Dans un aspect, un procédé consiste à fournir des cellules tumorales, fournir un polynucléotide codant au moins une partie d'un gène de virus d'immunodéficience simienne (SIV) Vif, et introduire le polynucléotide dans les cellules tumorales. Dans un autre aspect, un procédé consiste à introduire, dans une cellule, un polynucléotide codant un virus d'immunodéficience simienne (SIV) Vif, l'expression du Vif SIV dans la cellule entraînant la modulation de l'activité fonctionnelle d'APOBEC3B dans la cellule.
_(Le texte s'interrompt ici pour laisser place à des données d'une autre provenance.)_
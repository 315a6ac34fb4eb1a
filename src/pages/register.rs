//! Register Page

use leptos::prelude::*;
use leptos::task::spawn_local;

use crate::api;
use crate::components::FieldError;
use crate::context::{use_page_navigate, Page};
use crate::models::RegisterData;
use crate::notify::{use_toaster, Notice};
use crate::session::use_session;
use crate::validation::{validate_register, FieldErrors};

#[component]
fn TextField(
    id: &'static str,
    label: &'static str,
    input_type: &'static str,
    value: RwSignal<String>,
    errors: RwSignal<FieldErrors>,
    field: &'static str,
) -> impl IntoView {
    view! {
        <div class="form-field">
            <label for=id>{label}</label>
            <input
                id=id
                type=input_type
                prop:value=move || value.get()
                on:input=move |ev| {
                    value.set(event_target_value(&ev));
                    errors.update(|e| e.clear(field));
                }
            />
            <FieldError errors=errors field=field />
        </div>
    }
}

#[component]
pub fn RegisterPage() -> impl IntoView {
    let navigate = use_page_navigate();
    let session = use_session();
    let toaster = use_toaster();

    let username = RwSignal::new(String::new());
    let email = RwSignal::new(String::new());
    let password = RwSignal::new(String::new());
    let confirm_password = RwSignal::new(String::new());
    let errors = RwSignal::new(FieldErrors::new());
    let (is_loading, set_is_loading) = signal(false);

    let submit = move |ev: web_sys::SubmitEvent| {
        ev.prevent_default();
        if is_loading.get_untracked() {
            return;
        }
        let data = RegisterData {
            username: username.get_untracked().trim().to_string(),
            email: email.get_untracked().trim().to_string(),
            password: password.get_untracked(),
        };
        let field_errors = validate_register(&data, &confirm_password.get_untracked());
        if !field_errors.is_empty() {
            errors.set(field_errors);
            return;
        }

        set_is_loading.set(true);
        let client = session.anonymous_client();
        let navigate = navigate.clone();
        spawn_local(async move {
            let outcome = api::register(&client, &data).await;
            set_is_loading.set(false);
            match outcome {
                Ok(user) => {
                    log::info!("[SESSION] Registered {}", user.username);
                    toaster.notify(Notice::registered(&user.username));
                    navigate(Page::Login);
                }
                Err(err) => toaster.notify(Notice::register_failed(&err)),
            }
        });
    };

    view! {
        <section class="auth-page">
            <header class="page-header">
                <h1>"Join the Guild"</h1>
                <p>"Create an account to submit and vote on spells"</p>
            </header>

            <form class="auth-form" on:submit=submit>
                <TextField id="register-username" label="Username" input_type="text" value=username errors=errors field="username" />
                <TextField id="register-email" label="Email" input_type="email" value=email errors=errors field="email" />
                <TextField id="register-password" label="Password" input_type="password" value=password errors=errors field="password" />
                <TextField
                    id="register-confirm"
                    label="Confirm Password"
                    input_type="password"
                    value=confirm_password
                    errors=errors
                    field="confirm_password"
                />
                <button type="submit" class="primary-btn" disabled=move || is_loading.get()>
                    {move || if is_loading.get() { "Creating Account..." } else { "Create Account" }}
                </button>
            </form>
        </section>
    }
}
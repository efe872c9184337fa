//! 房间文档及其不变式。
//!
//! 房间分两种：没有名称的一对一“直聊”房间，以及带名称、由管理员治理的群聊房间。
//! 无论哪种，`成员数 + 访客数 <= member_limit` 在任何一次成功写入之后都成立。
//! 这里只提供纯数据上的校验与变更，持久化由应用层的房间存储适配器负责。

use serde::{Deserialize, Serialize};

use crate::errors::{DomainError, DomainResult};
use crate::value_objects::{GuestId, PasswordHash, RoomId, Timestamp, UserId};

#[derive(Debug, Clone, Copy, PartialEq, Eq, Serialize, Deserialize)]
#[serde(rename_all = "lowercase")]
pub enum RoomKind {
    Direct,
    Group,
}

/// 房间内的访客条目，访客只属于这一个房间。
#[derive(Debug, Clone, PartialEq, Eq, Serialize, Deserialize)]
#[serde(rename_all = "camelCase")]
pub struct Guest {
    pub guest_id: GuestId,
    pub display_name: String,
    pub avatar: Option<String>,
    #[serde(with = "time::serde::rfc3339")]
    pub joined_at: Timestamp,
}

impl Guest {
    pub const NAME_MIN: usize = 3;
    pub const NAME_MAX: usize = 30;

    /// 以新生成的访客 id 创建条目；访客显示名允许重复。
    pub fn admit(
        display_name: impl Into<String>,
        avatar: Option<String>,
        joined_at: Timestamp,
    ) -> DomainResult<Self> {
        let display_name = display_name.into().trim().to_owned();
        let len = display_name.chars().count();
        if len < Self::NAME_MIN {
            return Err(DomainError::invalid_argument(
                "display_name",
                format!("must be at least {} characters", Self::NAME_MIN),
            ));
        }
        if len > Self::NAME_MAX {
            return Err(DomainError::invalid_argument(
                "display_name",
                format!("cannot exceed {} characters", Self::NAME_MAX),
            ));
        }
        Ok(Self {
            guest_id: GuestId::generate(),
            display_name,
            avatar: normalize_avatar(avatar)?,
            joined_at,
        })
    }
}

/// 创建房间的请求形状。`name` 是否存在决定了房间类型。
#[derive(Debug, Clone, Default)]
pub struct NewRoom {
    pub name: Option<String>,
    pub member_ids: Vec<UserId>,
    pub admin_ids: Vec<UserId>,
    pub member_limit: Option<u32>,
    pub avatar: Option<String>,
    pub is_temporary: Option<bool>,
}

/// 管理员对房间的局部更新。
#[derive(Debug, Clone, Default)]
pub struct RoomPatch {
    pub name: Option<String>,
    pub member_limit: Option<u32>,
    /// 空字符串表示清除头像
    pub avatar: Option<String>,
    pub is_temporary: Option<bool>,
    /// `Some(None)` 表示取消密码
    pub password: Option<Option<PasswordHash>>,
}

impl RoomPatch {
    pub fn is_empty(&self) -> bool {
        self.name.is_none()
            && self.member_limit.is_none()
            && self.avatar.is_none()
            && self.is_temporary.is_none()
            && self.password.is_none()
    }
}

#[derive(Debug, Clone, PartialEq, Eq)]
pub struct Room {
    pub id: RoomId,
    pub name: Option<String>,
    pub member_ids: Vec<UserId>,
    pub admin_ids: Vec<UserId>,
    pub guests: Vec<Guest>,
    pub member_limit: u32,
    pub password: Option<PasswordHash>,
    pub avatar: Option<String>,
    pub is_temporary: bool,
    pub created_by: UserId,
    pub created_at: Timestamp,
    pub updated_at: Timestamp,
    /// 文档版本号，每次成功写入递增
    pub version: u64,
}

impl Room {
    pub const DIRECT_MEMBER_LIMIT: u32 = 2;
    pub const MIN_MEMBER_LIMIT: u32 = 2;
    pub const NAME_MIN: usize = 3;
    pub const NAME_MAX: usize = 50;
    pub const PASSWORD_MIN: usize = 6;
    pub const PASSWORD_MAX: usize = 100;

    pub fn create(
        id: RoomId,
        creator: UserId,
        draft: NewRoom,
        password: Option<PasswordHash>,
        default_group_limit: u32,
        now: Timestamp,
    ) -> DomainResult<Self> {
        let mut member_ids = dedup(draft.member_ids);
        if !member_ids.contains(&creator) {
            member_ids.push(creator);
        }
        let avatar = normalize_avatar(draft.avatar)?;
        let name = draft
            .name
            .map(|name| name.trim().to_owned())
            .filter(|name| !name.is_empty());

        let Some(name) = name else {
            if member_ids.len() > Self::DIRECT_MEMBER_LIMIT as usize {
                return Err(DomainError::invalid_argument(
                    "member_ids",
                    "direct room can only have two members",
                ));
            }
            if password.is_some() {
                return Err(DomainError::invalid_argument(
                    "password",
                    "direct rooms cannot be password protected",
                ));
            }
            return Ok(Self {
                id,
                name: None,
                member_ids,
                admin_ids: Vec::new(),
                guests: Vec::new(),
                member_limit: Self::DIRECT_MEMBER_LIMIT,
                password: None,
                avatar,
                is_temporary: true,
                created_by: creator,
                created_at: now,
                updated_at: now,
                version: 0,
            });
        };

        let name = validate_name(name)?;
        let member_limit = draft.member_limit.unwrap_or(default_group_limit);
        validate_limit(member_limit)?;

        let mut admin_ids = dedup(draft.admin_ids);
        if !admin_ids.contains(&creator) {
            admin_ids.push(creator);
        }
        if admin_ids.iter().any(|admin| !member_ids.contains(admin)) {
            return Err(DomainError::invalid_argument(
                "admin_ids",
                "admins must be members of the room",
            ));
        }
        if member_ids.len() > member_limit as usize {
            return Err(DomainError::invalid_argument(
                "member_ids",
                "initial members exceed the member limit",
            ));
        }

        Ok(Self {
            id,
            name: Some(name),
            member_ids,
            admin_ids,
            guests: Vec::new(),
            member_limit,
            password,
            avatar,
            is_temporary: draft.is_temporary.unwrap_or(true),
            created_by: creator,
            created_at: now,
            updated_at: now,
            version: 0,
        })
    }

    /// 校验明文房间密码的长度（哈希之前）。
    pub fn validate_password(plaintext: &str) -> DomainResult<()> {
        let len = plaintext.chars().count();
        if len < Self::PASSWORD_MIN {
            return Err(DomainError::invalid_argument(
                "password",
                format!("must be at least {} characters", Self::PASSWORD_MIN),
            ));
        }
        if len > Self::PASSWORD_MAX {
            return Err(DomainError::invalid_argument(
                "password",
                format!("cannot exceed {} characters", Self::PASSWORD_MAX),
            ));
        }
        Ok(())
    }

    pub fn kind(&self) -> RoomKind {
        if self.name.is_some() {
            RoomKind::Group
        } else {
            RoomKind::Direct
        }
    }

    pub fn has_member(&self, user_id: UserId) -> bool {
        self.member_ids.contains(&user_id)
    }

    /// 直聊房间没有管理员列表，创建者即唯一管理员。
    pub fn has_admin(&self, user_id: UserId) -> bool {
        match self.kind() {
            RoomKind::Group => self.admin_ids.contains(&user_id),
            RoomKind::Direct => self.created_by == user_id && self.has_member(user_id),
        }
    }

    pub fn has_guest(&self, guest_id: &GuestId) -> bool {
        self.guests.iter().any(|guest| &guest.guest_id == guest_id)
    }

    pub fn guest(&self, guest_id: &GuestId) -> Option<&Guest> {
        self.guests.iter().find(|guest| &guest.guest_id == guest_id)
    }

    pub fn occupancy(&self) -> usize {
        self.member_ids.len() + self.guests.len()
    }

    pub fn is_full(&self) -> bool {
        self.occupancy() >= self.member_limit as usize
    }

    pub fn requires_password(&self) -> bool {
        self.password.is_some()
    }

    /// 成员准入检查，顺序固定：容量 -> 重复成员。
    pub fn ensure_can_admit_member(&self, user_id: UserId) -> DomainResult<()> {
        if self.is_full() {
            return Err(DomainError::RoomFull);
        }
        if self.has_member(user_id) {
            return Err(DomainError::AlreadyMember);
        }
        Ok(())
    }

    pub fn ensure_can_admit_guest(&self) -> DomainResult<()> {
        if self.is_full() {
            return Err(DomainError::RoomFull);
        }
        Ok(())
    }

    pub fn add_member(&mut self, user_id: UserId, now: Timestamp) -> DomainResult<()> {
        self.ensure_can_admit_member(user_id)?;
        self.member_ids.push(user_id);
        self.updated_at = now;
        Ok(())
    }

    pub fn add_guest(&mut self, guest: Guest, now: Timestamp) -> DomainResult<()> {
        self.ensure_can_admit_guest()?;
        self.guests.push(guest);
        self.updated_at = now;
        Ok(())
    }

    pub fn apply_patch(&mut self, patch: RoomPatch, now: Timestamp) -> DomainResult<()> {
        if patch.is_empty() {
            return Err(DomainError::invalid_argument(
                "patch",
                "at least one field is required",
            ));
        }
        if self.kind() == RoomKind::Direct
            && (patch.name.is_some() || patch.member_limit.is_some() || patch.password.is_some())
        {
            return Err(DomainError::invalid_argument(
                "patch",
                "direct rooms only accept avatar and is_temporary changes",
            ));
        }

        if let Some(name) = patch.name {
            self.name = Some(validate_name(name)?);
        }
        if let Some(limit) = patch.member_limit {
            validate_limit(limit)?;
            if (limit as usize) < self.occupancy() {
                return Err(DomainError::invalid_argument(
                    "member_limit",
                    "cannot be lower than the current number of participants",
                ));
            }
            self.member_limit = limit;
        }
        if let Some(avatar) = patch.avatar {
            self.avatar = normalize_avatar(Some(avatar))?;
        }
        if let Some(is_temporary) = patch.is_temporary {
            self.is_temporary = is_temporary;
        }
        if let Some(password) = patch.password {
            self.password = password;
        }
        self.updated_at = now;
        Ok(())
    }
}

fn dedup(ids: Vec<UserId>) -> Vec<UserId> {
    let mut unique = Vec::with_capacity(ids.len());
    for id in ids {
        if !unique.contains(&id) {
            unique.push(id);
        }
    }
    unique
}

fn validate_name(name: String) -> DomainResult<String> {
    let trimmed = name.trim();
    let len = trimmed.chars().count();
    if len < Room::NAME_MIN {
        return Err(DomainError::invalid_argument(
            "name",
            format!("must be at least {} characters", Room::NAME_MIN),
        ));
    }
    if len > Room::NAME_MAX {
        return Err(DomainError::invalid_argument(
            "name",
            format!("cannot exceed {} characters", Room::NAME_MAX),
        ));
    }
    Ok(trimmed.to_owned())
}

fn validate_limit(limit: u32) -> DomainResult<()> {
    if limit < Room::MIN_MEMBER_LIMIT {
        return Err(DomainError::invalid_argument(
            "member_limit",
            format!("must be at least {}", Room::MIN_MEMBER_LIMIT),
        ));
    }
    Ok(())
}

// 头像只接受 http(s) 链接或 data:image/ 内联图片
fn normalize_avatar(avatar: Option<String>) -> DomainResult<Option<String>> {
    let Some(avatar) = avatar.map(|value| value.trim().to_owned()) else {
        return Ok(None);
    };
    if avatar.is_empty() {
        return Ok(None);
    }
    if !(avatar.starts_with("http") || avatar.starts_with("data:image/")) {
        return Err(DomainError::invalid_argument(
            "avatar",
            "must be an image URL or data URL",
        ));
    }
    Ok(Some(avatar))
}
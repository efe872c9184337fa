use domain::{DomainError, RepositoryError};
use thiserror::Error;

use crate::identity::AuthError;
use crate::password::PasswordHasherError;

#[derive(Debug, Error)]
pub enum ApplicationError {
    #[error("domain error: {0}")]
    Domain(#[from] DomainError),
    #[error("authentication failed: {0}")]
    Auth(#[from] AuthError),
    #[error("not allowed to {action}")]
    Forbidden { action: &'static str },
    #[error("{resource} not found")]
    NotFound { resource: &'static str },
    /// 文档存储或身份服务等外部依赖失败
    #[error("upstream error: {message}")]
    Upstream { message: String },
}

/// 对外暴露的错误分类，决定 HTTP 状态码与 WebSocket 错误帧。
#[derive(Debug, Clone, Copy, PartialEq, Eq)]
pub enum ErrorKind {
    Validation,
    Auth,
    Forbidden,
    NotFound,
    Conflict,
    Upstream,
}

impl ApplicationError {
    pub fn forbidden(action: &'static str) -> Self {
        Self::Forbidden { action }
    }

    pub fn not_found(resource: &'static str) -> Self {
        Self::NotFound { resource }
    }

    pub fn upstream(message: impl Into<String>) -> Self {
        Self::Upstream {
            message: message.into(),
        }
    }

    pub fn kind(&self) -> ErrorKind {
        match self {
            Self::Domain(DomainError::InvalidArgument { .. }) => ErrorKind::Validation,
            Self::Domain(_) => ErrorKind::Conflict,
            Self::Auth(_) => ErrorKind::Auth,
            Self::Forbidden { .. } => ErrorKind::Forbidden,
            Self::NotFound { .. } => ErrorKind::NotFound,
            Self::Upstream { .. } => ErrorKind::Upstream,
        }
    }

    /// 稳定的机器可读错误码
    pub fn code(&self) -> &'static str {
        match self {
            Self::Domain(DomainError::InvalidArgument { .. }) => "VALIDATION_ERROR",
            Self::Domain(DomainError::RoomFull) => "ROOM_FULL",
            Self::Domain(DomainError::AlreadyMember) => "ALREADY_MEMBER",
            Self::Domain(DomainError::PasswordRequired) => "PASSWORD_REQUIRED",
            Self::Domain(DomainError::InvalidPassword) => "INVALID_PASSWORD",
            Self::Auth(AuthError::NoCredential) => "NO_CREDENTIAL",
            Self::Auth(AuthError::InvalidToken) => "INVALID_TOKEN",
            Self::Auth(AuthError::GuestNotFound) => "GUEST_NOT_FOUND",
            Self::Forbidden { .. } => "FORBIDDEN",
            Self::NotFound { .. } => "NOT_FOUND",
            Self::Upstream { .. } => "UPSTREAM_ERROR",
        }
    }
}

impl From<RepositoryError> for ApplicationError {
    fn from(value: RepositoryError) -> Self {
        match value {
            RepositoryError::NotFound => Self::not_found("document"),
            RepositoryError::Conflict => Self::upstream("concurrent write conflict"),
            RepositoryError::Storage { message } => Self::Upstream { message },
        }
    }
}

impl From<PasswordHasherError> for ApplicationError {
    fn from(value: PasswordHasherError) -> Self {
        Self::upstream(value.to_string())
    }
}
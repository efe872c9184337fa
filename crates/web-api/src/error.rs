use application::{ApplicationError, ErrorKind};
use axum::{
    http::StatusCode,
    response::{IntoResponse, Response},
    Json,
};
use serde::{Deserialize, Serialize};

#[derive(Debug, Serialize, Deserialize)]
pub struct ErrorBody {
    pub code: String,
    pub message: String,
}

#[derive(Debug)]
pub struct ApiError {
    status: StatusCode,
    body: ErrorBody,
}

impl ApiError {
    pub fn new(status: StatusCode, code: &str, message: impl Into<String>) -> Self {
        Self {
            status,
            body: ErrorBody {
                code: code.to_owned(),
                message: message.into(),
            },
        }
    }

    pub fn bad_request(message: impl Into<String>) -> Self {
        Self::new(StatusCode::BAD_REQUEST, "VALIDATION_ERROR", message)
    }

    pub fn status(&self) -> StatusCode {
        self.status
    }
}

fn status_for(kind: ErrorKind) -> StatusCode {
    match kind {
        ErrorKind::Validation => StatusCode::BAD_REQUEST,
        ErrorKind::Auth => StatusCode::UNAUTHORIZED,
        ErrorKind::Forbidden => StatusCode::FORBIDDEN,
        ErrorKind::NotFound => StatusCode::NOT_FOUND,
        ErrorKind::Conflict => StatusCode::CONFLICT,
        ErrorKind::Upstream => StatusCode::BAD_GATEWAY,
    }
}

/// 返回给客户端的错误描述；上游失败不透出存储细节
pub(crate) fn client_message(error: &ApplicationError) -> String {
    match error.kind() {
        ErrorKind::Upstream => "upstream dependency failed".to_owned(),
        _ => error.to_string(),
    }
}

impl From<ApplicationError> for ApiError {
    fn from(error: ApplicationError) -> Self {
        if error.kind() == ErrorKind::Upstream {
            tracing::error!(error = %error, "上游依赖失败");
        }
        Self::new(status_for(error.kind()), error.code(), client_message(&error))
    }
}

impl IntoResponse for ApiError {
    fn into_response(self) -> Response {
        (self.status, Json(self.body)).into_response()
    }
}

#[cfg(test)]
mod tests {
    use super::*;
    use application::AuthError;
    use domain::DomainError;

    #[test]
    fn kinds_map_to_statuses() {
        let cases = [
            (
                ApplicationError::from(DomainError::invalid_argument("name", "too short")),
                StatusCode::BAD_REQUEST,
                "VALIDATION_ERROR",
            ),
            (
                ApplicationError::from(AuthError::InvalidToken),
                StatusCode::UNAUTHORIZED,
                "INVALID_TOKEN",
            ),
            (
                ApplicationError::forbidden("update this room"),
                StatusCode::FORBIDDEN,
                "FORBIDDEN",
            ),
            (
                ApplicationError::not_found("room"),
                StatusCode::NOT_FOUND,
                "NOT_FOUND",
            ),
            (
                ApplicationError::from(DomainError::RoomFull),
                StatusCode::CONFLICT,
                "ROOM_FULL",
            ),
            (
                ApplicationError::upstream("connection reset"),
                StatusCode::BAD_GATEWAY,
                "UPSTREAM_ERROR",
            ),
        ];

        for (error, status, code) in cases {
            let api = ApiError::from(error);
            assert_eq!(api.status, status);
            assert_eq!(api.body.code, code);
        }
    }

    #[test]
    fn upstream_details_are_hidden() {
        let api = ApiError::from(ApplicationError::upstream("password=hunter2"));
        assert!(!api.body.message.contains("hunter2"));
    }
}
//! JWT 身份提供方
//!
//! HS256 签名，载荷携带 `sub`（用户 id）、`username`、`pic` 与 `exp`。

use application::{IdentityError, IdentityProvider};
use async_trait::async_trait;
use domain::{MemberProfile, UserId};
use jsonwebtoken::{decode, encode, Algorithm, DecodingKey, EncodingKey, Header, Validation};
use serde::{Deserialize, Serialize};
use time::{Duration, OffsetDateTime};
use uuid::Uuid;

#[derive(Debug, Serialize, Deserialize)]
struct Claims {
    sub: String,
    username: String,
    #[serde(default, skip_serializing_if = "Option::is_none")]
    pic: Option<String>,
    iat: i64,
    exp: i64,
}

#[derive(Clone)]
pub struct JwtIdentityProvider {
    encoding: EncodingKey,
    decoding: DecodingKey,
    validation: Validation,
    ttl: Duration,
}

impl JwtIdentityProvider {
    pub fn new(secret: &str, expiration_hours: i64) -> Self {
        let mut validation = Validation::new(Algorithm::HS256);
        validation.set_required_spec_claims(&["exp", "sub"]);
        Self {
            encoding: EncodingKey::from_secret(secret.as_bytes()),
            decoding: DecodingKey::from_secret(secret.as_bytes()),
            validation,
            ttl: Duration::hours(expiration_hours),
        }
    }

    pub fn from_config(jwt: &config::JwtConfig) -> Self {
        Self::new(&jwt.secret, jwt.expiration_hours)
    }

    /// 为成员签发令牌（资料服务与测试工具使用）
    pub fn issue_token(
        &self,
        member: &MemberProfile,
    ) -> Result<String, jsonwebtoken::errors::Error> {
        self.issue_token_at(member, OffsetDateTime::now_utc())
    }

    pub fn issue_token_at(
        &self,
        member: &MemberProfile,
        issued_at: OffsetDateTime,
    ) -> Result<String, jsonwebtoken::errors::Error> {
        let claims = Claims {
            sub: member.user_id.to_string(),
            username: member.username.clone(),
            pic: member.avatar.clone(),
            iat: issued_at.unix_timestamp(),
            exp: (issued_at + self.ttl).unix_timestamp(),
        };
        encode(&Header::new(Algorithm::HS256), &claims, &self.encoding)
    }
}

#[async_trait]
impl IdentityProvider for JwtIdentityProvider {
    async fn validate_token(&self, token: &str) -> Result<MemberProfile, IdentityError> {
        let data = decode::<Claims>(token, &self.decoding, &self.validation)
            .map_err(|err| IdentityError::InvalidToken(err.to_string()))?;
        let claims = data.claims;

        let user_id = Uuid::parse_str(&claims.sub)
            .map(UserId::from)
            .map_err(|_| IdentityError::InvalidToken("subject is not a user id".into()))?;
        if claims.username.trim().is_empty() {
            return Err(IdentityError::InvalidToken("username claim is empty".into()));
        }

        Ok(MemberProfile {
            user_id,
            username: claims.username,
            avatar: claims.pic,
        })
    }
}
Dans l'un ou l'autre aspect, la protéine Vif SIV peut comprendre SIVmac239 Vif, SIVsmCFU212 Vif, SIVsmPG Vif, SIVsmPBj Vif, SIVsmE041 Vif, SIVstm Vif, SIVmacl42 Vif, SIVmfal86 Vif, SIVmne07 Vif ou SIVsmE543 Vif. Dans certains de ces modes de réalisation, le polynucléotide est optimisé par codons pour l'expression dans une cellule humaine.
PCT/US2016/039973 2015-06-29 2016-06-29 Dégradation ou neutralisation d'apobec3b par le virus d'immunodéficience simienne vif WO2017004130A1 (fr)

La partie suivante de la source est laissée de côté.